Historical population
| Census | Pop. | Note | %± |
| 1880 | 525 |  | — |
| 1970 | 644 |  | — |
| 1980 | 501 |  | −22.2% |
| 1990 | 411 |  | −18.0% |
| 2000 | 591 |  | 43.8% |
| 2010 | 776 |  | 31.3% |
| 2020 | 860 |  | 10.8% |
U.S. Decennial Census

===2010 census===
As of the census of 2010, there were 776 people, 328 households, and 212 families living in the town. The population density was 611.0 PD/sqmi. There were 379 housing units at an average density of 298.4 /sqmi. The racial makeup of the town was 89.6% White, 3.4% African American, 0.8% Native American, 1.9% Asian, 1.9% from other races, and 2.4% from two or more races. Hispanic or Latino of any race were 3.4% of the population.

There were 328 households, of which 29.3% had children under the age of 18 living with them, 48.5% were married couples living together, 10.7% had a female householder with no husband present, 5.5% had a male householder with no wife present, and 35.4% were non-families. 28.7% of all households were made up of individuals, and 6.7% had someone living alone who was 65 years of age or older. The average household size was 2.37 and the average family size was 2.88.

The median age in the town was 43.3 years. 19.3% of residents were under the age of 18; 7.4% were between the ages of 18 and 24; 25.4% were from 25 to 44; 33.7% were from 45 to 64; and 14.2% were 65 years of age or older. The gender makeup of the town was 47.7% male and 52.3% female.

===2000 census===
As of the census of 2000, there were 591 people, 254 households, and 164 families living in the town. The population density was 1,361.7 PD/sqmi. There were 279 housing units at an average density of 642.8 /sqmi. The racial makeup of the town was 97.63% White, 1.02% African American, 0.17% Native American, 0.34% Asian, 0.51% from other races, and 0.34% from two or more races.
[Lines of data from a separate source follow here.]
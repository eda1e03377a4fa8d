//! SQL synthesis for a Postgres management backend.
//!
//! This crate provides:
//! - Injection-safe statement text from structured specs ([`statement`])
//! - A migration history table and transactional apply ([`migrations`])
//! - Classification of executed DDL into invalidation events ([`entity`])
//! - Read-only queries over the platform's log tables ([`analytics`])
//!
//! Every generated string is built from the AST and quoting primitives in
//! [`sql`]; caller text only ever reaches the output as an escaped literal,
//! a quoted identifier or a dollar-quoted body with a random tag.
//!
//! # Transactions
//!
//! Batches are wrapped with [`sql::wrap`] / [`sql::wrap_statements`]:
//!
//! ```
//! use pgscribe::sql::{Terminal, wrap_statements};
//!
//! let batch = wrap_statements(&["select 1", "select 2 -- trailing"], Terminal::Rollback);
//! assert!(batch.starts_with("begin;\n"));
//! assert!(batch.ends_with("rollback;"));
//! ```
//!
//! # Migrations
//!
//! ```ignore
//! let tracker = MigrationTracker::new(&config.migrations());
//! tracker.bootstrap(&client).await?;
//! tracker
//!     .apply(&client, &MigrationRequest::new("create table t (id int)").name("add t"))
//!     .await?;
//! ```

pub mod analytics;
pub mod config;
pub mod entity;
mod error;
pub mod migrations;
pub mod statement;
mod traced;

pub use pgscribe_schema as schema;
pub use pgscribe_sql as sql;

pub use analytics::{AnalyticsComposer, LogQuerySpec, LogSource, TimeRange};
pub use config::ConfigError;
pub use entity::{EntityExtractor, EntityType, InvalidationEvent, extract_entity};
pub use error::{AnalyticsError, Error, Result, StatementError, TrackingError};
pub use migrations::{MigrationRequest, MigrationTracker};
pub use statement::{StatementBuilder, StatementSpec};
pub use traced::{Connection, ConnectionExt, TracedConn};
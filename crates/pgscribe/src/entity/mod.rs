//! Classify executed SQL into the schema entity it touched.
//!
//! This is a heuristic, not a parser: each rule looks at the leading verb
//! of the statement (or, for cron jobs, a scheduler call anywhere in it)
//! and pulls out an optional schema qualifier and a name. Rules are tried
//! in a fixed order and the first match wins. Anything unrecognised is a
//! miss (`None`), which upstream turns into a coarser invalidation.
//!
//! ```
//! use pgscribe::entity::{EntityExtractor, EntityType};
//!
//! let event = EntityExtractor::default()
//!     .extract("create table if not exists public.widgets (id int)")
//!     .unwrap();
//! assert_eq!(event.entity_type, EntityType::Table);
//! assert_eq!(event.table.as_deref(), Some("widgets"));
//! ```

use std::fmt;

use pgscribe_config::EntitiesConfig;

mod rules;
use rules::{RULES, strip_leading_noise};

/// Schema assumed when a name carries no qualifier.
pub const DEFAULT_SCHEMA: &str = "public";

/// Kind of schema entity.
#[derive(Debug, Clone, Copy, PartialEq, Eq, Hash)]
pub enum EntityType {
    Table,
    /// Functions and procedures
    Function,
    Trigger,
    Policy,
    Index,
    Cron,
    View,
    Schema,
}

impl EntityType {
    pub const ALL: [EntityType; 8] = [
        EntityType::Table,
        EntityType::Function,
        EntityType::Trigger,
        EntityType::Policy,
        EntityType::Index,
        EntityType::Cron,
        EntityType::View,
        EntityType::Schema,
    ];

    pub fn as_str(self) -> &'static str {
        match self {
            EntityType::Table => "table",
            EntityType::Function => "function",
            EntityType::Trigger => "trigger",
            EntityType::Policy => "policy",
            EntityType::Index => "index",
            EntityType::Cron => "cron",
            EntityType::View => "view",
            EntityType::Schema => "schema",
        }
    }
}

impl fmt::Display for EntityType {
    fn fmt(&self, f: &mut fmt::Formatter<'_>) -> fmt::Result {
        f.write_str(self.as_str())
    }
}

/// Which cached results a statement made stale.
#[derive(Debug, Clone, PartialEq, Eq)]
pub struct InvalidationEvent {
    pub entity_type: EntityType,
    pub schema: String,
    /// The table the entity belongs to (tables, triggers, policies, indexes)
    pub table: Option<String>,
    pub entity_name: String,
}

impl InvalidationEvent {
    pub fn new(entity_type: EntityType, schema: Option<String>, entity_name: String) -> Self {
        Self {
            entity_type,
            schema: schema.unwrap_or_else(|| DEFAULT_SCHEMA.to_string()),
            table: None,
            entity_name,
        }
    }

    pub fn with_table(mut self, table: String) -> Self {
        self.table = Some(table);
        self
    }
}

/// Turns raw SQL into at most one [`InvalidationEvent`].
#[derive(Debug, Clone)]
pub struct EntityExtractor {
    enabled: Vec<EntityType>,
}

impl Default for EntityExtractor {
    fn default() -> Self {
        Self::new(&EntitiesConfig::default())
    }
}

impl EntityExtractor {
    pub fn new(config: &EntitiesConfig) -> Self {
        let enabled = EntityType::ALL
            .into_iter()
            .filter(|kind| !config.is_disabled(kind.as_str()))
            .collect();
        Self { enabled }
    }

    pub fn is_enabled(&self, kind: EntityType) -> bool {
        self.enabled.contains(&kind)
    }

    /// Classify one statement. Never fails; `None` means "don't know".
    pub fn extract(&self, sql: &str) -> Option<InvalidationEvent> {
        let sql = strip_leading_noise(sql);
        for rule in RULES {
            if !self.is_enabled(rule.kind) {
                continue;
            }
            if let Some(event) = (rule.extract)(sql) {
                return Some(event);
            }
        }
        tracing::trace!(sql = %sql, "no entity recognised");
        None
    }
}

/// [`EntityExtractor::extract`] with every kind enabled.
pub fn extract_entity(sql: &str) -> Option<InvalidationEvent> {
    EntityExtractor::default().extract(sql)
}

#[cfg(test)]
mod tests;
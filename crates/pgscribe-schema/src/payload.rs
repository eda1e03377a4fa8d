//! Values and row payloads.

use indexmap::{IndexMap, IndexSet};

use crate::TableDescriptor;

/// A value destined for a statement, before it is turned into a literal.
#[derive(Debug, Clone, PartialEq)]
pub enum Value {
    Null,
    Bool(bool),
    Int(i64),
    Float(f64),
    Text(String),
    /// JSON document text, rendered as a `jsonb` literal
    Json(String),
    Array(Vec<Value>),
    /// The DEFAULT keyword
    Default,
}

impl Value {
    pub fn as_text(&self) -> Option<&str> {
        match self {
            Value::Text(s) => Some(s),
            _ => None,
        }
    }
}

impl From<&str> for Value {
    fn from(s: &str) -> Self {
        Value::Text(s.to_string())
    }
}

impl From<String> for Value {
    fn from(s: String) -> Self {
        Value::Text(s)
    }
}

impl From<i64> for Value {
    fn from(n: i64) -> Self {
        Value::Int(n)
    }
}

impl From<i32> for Value {
    fn from(n: i32) -> Self {
        Value::Int(n.into())
    }
}

impl From<f64> for Value {
    fn from(n: f64) -> Self {
        Value::Float(n)
    }
}

impl From<bool> for Value {
    fn from(b: bool) -> Self {
        Value::Bool(b)
    }
}

impl<T: Into<Value>> From<Option<T>> for Value {
    fn from(v: Option<T>) -> Self {
        v.map(Into::into).unwrap_or(Value::Null)
    }
}

impl<T: Into<Value>> From<Vec<T>> for Value {
    fn from(items: Vec<T>) -> Self {
        Value::Array(items.into_iter().map(Into::into).collect())
    }
}

/// Column name to value, in insertion order.
///
/// Columns flagged as enum arrays get a typed `ARRAY[...]::type[]` literal
/// instead of a plain one.
#[derive(Debug, Clone, Default, PartialEq)]
pub struct RowPayload {
    values: IndexMap<String, Value>,
    enum_arrays: IndexSet<String>,
}

impl RowPayload {
    pub fn new() -> Self {
        Self::default()
    }

    /// Set a column value, replacing any previous value for that column.
    pub fn set(mut self, column: impl Into<String>, value: impl Into<Value>) -> Self {
        self.values.insert(column.into(), value.into());
        self
    }

    /// Flag `column` as an enum array.
    pub fn enum_array(mut self, column: impl Into<String>) -> Self {
        self.enum_arrays.insert(column.into());
        self
    }

    /// Flag every payload column that the table declares as an enum array.
    pub fn flag_enum_arrays(mut self, table: &TableDescriptor) -> Self {
        for column in table.enum_array_columns() {
            if self.values.contains_key(&column.name) {
                self.enum_arrays.insert(column.name.clone());
            }
        }
        self
    }

    pub fn is_enum_array(&self, column: &str) -> bool {
        self.enum_arrays.contains(column)
    }

    pub fn enum_array_columns(&self) -> impl Iterator<Item = &str> {
        self.enum_arrays.iter().map(String::as_str)
    }

    pub fn get(&self, column: &str) -> Option<&Value> {
        self.values.get(column)
    }

    pub fn iter(&self) -> impl Iterator<Item = (&str, &Value)> {
        self.values.iter().map(|(k, v)| (k.as_str(), v))
    }

    pub fn columns(&self) -> impl Iterator<Item = &str> {
        self.values.keys().map(String::as_str)
    }

    pub fn len(&self) -> usize {
        self.values.len()
    }

    pub fn is_empty(&self) -> bool {
        self.values.is_empty()
    }
}

impl<K: Into<String>, V: Into<Value>> FromIterator<(K, V)> for RowPayload {
    fn from_iter<I: IntoIterator<Item = (K, V)>>(iter: I) -> Self {
        let mut payload = RowPayload::new();
        for (k, v) in iter {
            payload = payload.set(k, v);
        }
        payload
    }
}
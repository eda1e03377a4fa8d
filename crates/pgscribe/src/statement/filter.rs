//! Filters and values to SQL expressions.

use pgscribe_schema::{Filter, FilterOp, FilterTarget, Value};
use pgscribe_sql::{BinOp, Expr, IsTest};

use crate::StatementError;

/// Turn a value into a literal expression.
pub(crate) fn value_expr(value: &Value) -> Expr {
    match value {
        Value::Null => Expr::Null,
        Value::Bool(b) => Expr::Bool(*b),
        Value::Int(n) => Expr::Int(*n),
        Value::Float(n) => Expr::Float(*n),
        Value::Text(s) => Expr::String(s.clone()),
        Value::Json(doc) => Expr::String(doc.clone()).cast("jsonb"),
        Value::Array(items) => Expr::Array {
            items: items.iter().map(value_expr).collect(),
            element_type: None,
        },
        Value::Default => Expr::Default,
    }
}

fn invalid(filter: &Filter, reason: impl Into<String>) -> StatementError {
    StatementError::InvalidFilter {
        target: filter.target.to_string(),
        reason: reason.into(),
    }
}

fn comparison(op: FilterOp) -> Option<BinOp> {
    let op = match op {
        FilterOp::Eq => BinOp::Eq,
        FilterOp::Neq => BinOp::Ne,
        FilterOp::Gt => BinOp::Gt,
        FilterOp::Gte => BinOp::Ge,
        FilterOp::Lt => BinOp::Lt,
        FilterOp::Lte => BinOp::Le,
        FilterOp::Like => BinOp::Like,
        FilterOp::ILike => BinOp::ILike,
        FilterOp::Contains => BinOp::Contains,
        FilterOp::ContainedBy => BinOp::ContainedBy,
        FilterOp::RangeLt => BinOp::StrictlyLeft,
        FilterOp::RangeGt => BinOp::StrictlyRight,
        FilterOp::RangeLte => BinOp::NotExtendRight,
        FilterOp::RangeGte => BinOp::NotExtendLeft,
        FilterOp::RangeAdjacent => BinOp::Adjacent,
        FilterOp::Overlaps => BinOp::Overlaps,
        FilterOp::Is | FilterOp::In => return None,
    };
    Some(op)
}

/// Translate one filter into a WHERE condition.
pub(crate) fn filter_expr(filter: &Filter) -> Result<Expr, StatementError> {
    if matches!(filter.value, Value::Default) {
        return Err(invalid(filter, "DEFAULT is not a comparable value"));
    }

    match &filter.target {
        FilterTarget::Column(column) => column_filter(filter, Expr::column(column.as_str().into())),
        FilterTarget::Tuple(columns) => tuple_filter(filter, columns),
    }
}

fn column_filter(filter: &Filter, lhs: Expr) -> Result<Expr, StatementError> {
    match filter.op {
        FilterOp::Is => Ok(lhs.is(is_test(filter)?)),
        FilterOp::In => {
            let items = list_items(filter)?;
            Ok(lhs.in_list(items))
        }
        FilterOp::Like | FilterOp::ILike if filter.value.as_text().is_none() => {
            Err(invalid(filter, "pattern must be text"))
        }
        op => {
            // Every other operator is in the comparison table.
            let bin = comparison(op).ok_or_else(|| invalid(filter, "unsupported operator"))?;
            Ok(lhs.binop(bin, value_expr(&filter.value)))
        }
    }
}

fn is_test(filter: &Filter) -> Result<IsTest, StatementError> {
    match &filter.value {
        Value::Null => Ok(IsTest::Null),
        Value::Bool(true) => Ok(IsTest::True),
        Value::Bool(false) => Ok(IsTest::False),
        Value::Text(s) => match s.trim().to_ascii_lowercase().as_str() {
            "null" => Ok(IsTest::Null),
            "not null" => Ok(IsTest::NotNull),
            "true" => Ok(IsTest::True),
            "false" => Ok(IsTest::False),
            _ => Err(invalid(filter, "`is` expects null, not null, true or false")),
        },
        _ => Err(invalid(filter, "`is` expects null, not null, true or false")),
    }
}

/// Items of an `in` list: an array value, or a comma-separated string.
fn list_items(filter: &Filter) -> Result<Vec<Expr>, StatementError> {
    let items: Vec<Expr> = match &filter.value {
        Value::Array(items) => items.iter().map(value_expr).collect(),
        Value::Text(s) => split_list(s).map(Expr::string).collect(),
        other => vec![value_expr(other)],
    };
    if items.is_empty() {
        return Err(invalid(filter, "`in` needs at least one value"));
    }
    Ok(items)
}

fn split_list(s: &str) -> impl Iterator<Item = &str> {
    s.split(',').map(str::trim).filter(|item| !item.is_empty())
}

fn tuple_filter(filter: &Filter, columns: &[String]) -> Result<Expr, StatementError> {
    if columns.is_empty() {
        return Err(invalid(filter, "no columns"));
    }
    if !filter.op.supports_tuples() {
        return Err(invalid(
            filter,
            format!("`{}` cannot compare row values", filter.op),
        ));
    }

    let lhs = Expr::Row(
        columns
            .iter()
            .map(|c| Expr::column(c.as_str().into()))
            .collect(),
    );

    if filter.op == FilterOp::In {
        let Value::Array(rows) = &filter.value else {
            return Err(invalid(filter, "`in` on a row value expects a list of rows"));
        };
        if rows.is_empty() {
            return Err(invalid(filter, "`in` needs at least one value"));
        }
        let rows = rows
            .iter()
            .map(|row| tuple_row(filter, columns.len(), row))
            .collect::<Result<Vec<_>, _>>()?;
        return Ok(lhs.in_list(rows));
    }

    let bin = comparison(filter.op).ok_or_else(|| invalid(filter, "unsupported operator"))?;
    let rhs = tuple_row(filter, columns.len(), &filter.value)?;
    Ok(lhs.binop(bin, rhs))
}

/// One row value, from an array or a comma-separated string.
fn tuple_row(filter: &Filter, arity: usize, value: &Value) -> Result<Expr, StatementError> {
    let items: Vec<Expr> = match value {
        Value::Array(items) => items.iter().map(value_expr).collect(),
        Value::Text(s) => split_list(s).map(Expr::string).collect(),
        _ => return Err(invalid(filter, "row value expects a list")),
    };
    if items.len() != arity {
        return Err(invalid(
            filter,
            format!(
                "row value has {} values but {} columns",
                items.len(),
                arity
            ),
        ));
    }
    Ok(Expr::Row(items))
}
Hispanic or Latino of any race were 1.18% of the population.

There were 254 households, out of which 23.2% had children under the age of 18 living with them, 50.0% were married couples living together, 9.8% had a female householder with no husband present, and 35.4% were non-families. 30.7% of all households were made up of individuals, and 11.4% had someone living alone who was 65 years of age or older. The average household size was 2.33 and the average family size was 2.85.

In the town, the population was spread out, with 21.0% under the age of 18, 6.8% from 18 to 24, 23.9% from 25 to 44, 33.0% from 45 to 64, and 15.4% who were 65 years of age or older. The median age was 44 years. For every 100 females, there were 87.0 males. For every 100 females age 18 and over, there were 92.2 males.

The median income for a household in the town was $36,023, and the median income for a family was $38,750. Males had a median income of $35,156 versus $19,821 for females. The per capita income for the town was $23,518. About 5.3% of families and 8.1% of the population were below the poverty line, including 6.7% of those under age 18 and 19.4% of those age 65 or over.